On the other side of Vancouver, two independent candidates are running against Liberal Wally Oppal and New Democrat Dileep Athaide in Delta South.

One independent is a veteran of municipal politics, the other a novice. But both think Delta has been "disenfranchised" by the current system, and both have rejected the present party system.

The veteran is Vicki Huntington, daughter of longtime North Shore Conservative MP Ron Huntington, and herself a five-term Delta councillor. She says she was invited to run as a Green, a New Democrat, and (by Gordon Campbell himself) as a Liberal.

"But," she says, "I've been struggling for six years with the way the provincial government has been imposing projects on Delta."

She lists the projects: the South Perimeter Road, a 17-track rail yard and huge industrial areas to be built on land in the Agricultural Land Reserve, the treaty with the Tsawwassen Band -- and highway overpasses that Delta, not Victoria, will have to pay for.

"How could I accept the Liberal nomination and then turn around to defend projects I'd been fighting against?"

'Meaningless representation'

She agrees with her old friend David Marley that the political system has evolved into one with autocratic party leaders who must be obeyed. "So representation becomes meaningless."

She says outgoing Delta Liberal MLA Val Roddick "had no impact on Delta issues," and doesn't see the new Liberal candidate, Attorney General Wally Oppal, as any better.

"I'm up against a formidable candidate, but he doesn't have a leg to stand on in representing local issues. Oppal may have lived here for 10 years, but he hasn't done a single thing for the riding, as a resident or as a member of the government's caucus -- in fact, quite the opposite."

Promoting 'facilitative democracy'

Huntington faces another independent, Graeme Drew, who shares her view of Delta as victim of Victoria's high-handedness.

"There's a disconnect," he says, "between what people want and what they're getting." He's talked with local Greens and New Democrats, and concluded, "Something is functionally wrong with parties."

In their place Drew would like to promote "facilitative democracy," in which the MLA works to coordinate groups to help them achieve their shared goals.

Drew cites his longtime experience in community efforts in the Cariboo-Chilcotin, business ventures like Gastown's Storyeum tourist attraction (now closed), and many volunteer activities in Delta sports and education.

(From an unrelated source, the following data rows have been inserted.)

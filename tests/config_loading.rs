//! Loading a router configuration from disk and running against it.

use std::io::Write;
use std::sync::Arc;

use serde_json::json;
use tokio_service_router::config::loader::load_from_file;
use tokio_service_router::config::validation::ConfigError;
use tokio_service_router::config::ServerConfig;
use tokio_service_router::events::drain;
use tokio_service_router::{
    BackendError, Capability, EventBus, ExecuteOptions, MessageBus, RouterError, ScriptedBackend,
    ServiceBackend, ServiceRouter,
};

const ROUTER_TOML: &str = r#"
[[servers]]
id = "search-a"
capabilities = ["search"]
cost_per_request = 0.01

[[servers]]
id = "search-b"
capabilities = ["search"]
cost_per_request = 0.05

[failover]
max_attempts = 3
base_delay_ms = 1

[failover.chains]
search = [{ server = "search-b" }]

[cache.policies]
search = { ttl_secs = 60 }

[bus]
queue_capacity = 2
"#;

fn write_config(content: &str) -> Option<tempfile::NamedTempFile> {
    let mut file = tempfile::NamedTempFile::new().ok()?;
    file.write_all(content.as_bytes()).ok()?;
    Some(file)
}

fn connect(server: &ServerConfig) -> Arc<dyn ServiceBackend> {
    if server.id == "search-a" {
        Arc::new(
            ScriptedBackend::healthy().with_calls([Err(BackendError::Unavailable("warming".into()))]),
        )
    } else {
        Arc::new(ScriptedBackend::healthy())
    }
}

#[tokio::test]
async fn test_loaded_config_drives_failover_chain_and_cache() {
    let Some(file) = write_config(ROUTER_TOML) else {
        return;
    };
    let config = load_from_file(file.path());
    let Ok(config) = config else {
        panic!("config rejected: {config:?}");
    };
    assert_eq!(config.servers.len(), 2);
    assert_eq!(config.bus.queue_capacity, 2);

    let events = EventBus::new(128);
    let mut rx = events.subscribe();
    let bus = MessageBus::new(config.bus.clone(), events.clone());
    let router = ServiceRouter::from_config(config, events, connect);
    let Ok(router) = router else {
        panic!("router not built: {router:?}");
    };

    let payload = json!({"q": "circuit breaker"});
    let first = router
        .execute(Capability::Search, payload.clone(), ExecuteOptions::default())
        .await;
    let Ok(first) = first else {
        panic!("request failed: {first:?}");
    };
    assert_eq!(first.server_id.as_deref(), Some("search-b"));
    assert_eq!(first.attempts, 2);
    assert_eq!(first.value, payload);
    assert!(!first.cached);

    let second = router
        .execute(Capability::Search, payload.clone(), ExecuteOptions::default())
        .await;
    assert!(second.is_ok_and(|r| r.cached && r.attempts == 0 && r.value == payload));

    let kinds: Vec<&str> = drain(&mut rx).iter().map(|e| e.kind()).collect();
    assert_eq!(kinds, vec!["request_completed", "cache_hit", "request_completed"]);

    // Bus capacity comes from the same file.
    assert!(bus.send("a", "b", json!(1), Default::default()).is_ok());
    assert!(bus.send("a", "b", json!(2), Default::default()).is_ok());
    assert!(matches!(
        bus.send("a", "b", json!(3), Default::default()),
        Err(RouterError::QueueFull)
    ));
}

#[test]
fn test_invalid_file_reports_every_problem() {
    let toml = r#"
[[servers]]
id = "dup"
capabilities = ["search"]

[[servers]]
id = "dup"
capabilities = []

[scoring.weights]
capability_match = 0.9
"#;
    let Some(file) = write_config(toml) else {
        return;
    };
    match load_from_file(file.path()) {
        Err(ConfigError::Validation(message)) => {
            assert!(message.contains("duplicate server id"), "{message}");
            assert!(message.contains("servers[1].capabilities"), "{message}");
            assert!(message.contains("weights must sum to 1.0"), "{message}");
        }
        other => panic!("expected validation error, got {other:?}"),
    }
}

#[test]
fn test_router_rejects_invalid_config_without_registering() {
    let mut config = tokio_service_router::RouterConfig::default();
    config.failover.max_attempts = 0;
    config.servers.push(ServerConfig::new("a", [Capability::Search]));
    let built = ServiceRouter::from_config(config, EventBus::default(), connect);
    assert!(matches!(built, Err(RouterError::Config(ref m)) if m.contains("max_attempts")));
}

He's worked to shorten "a disgusting waitlist of 6,000 children with developmental needs in B.C.," just as David Marley has lobbied for families dealing with autism.

Three independents among hundreds of party candidates running for provincial office this election may seem negligible. But two of the indies are political professionals, and all three have been involved in community grassroots organizations on the conservative side of the spectrum.

Their break-away campaigns will be watched closely by some wanting to measure the strength of the grassroots support for Campbell's Liberals this time around.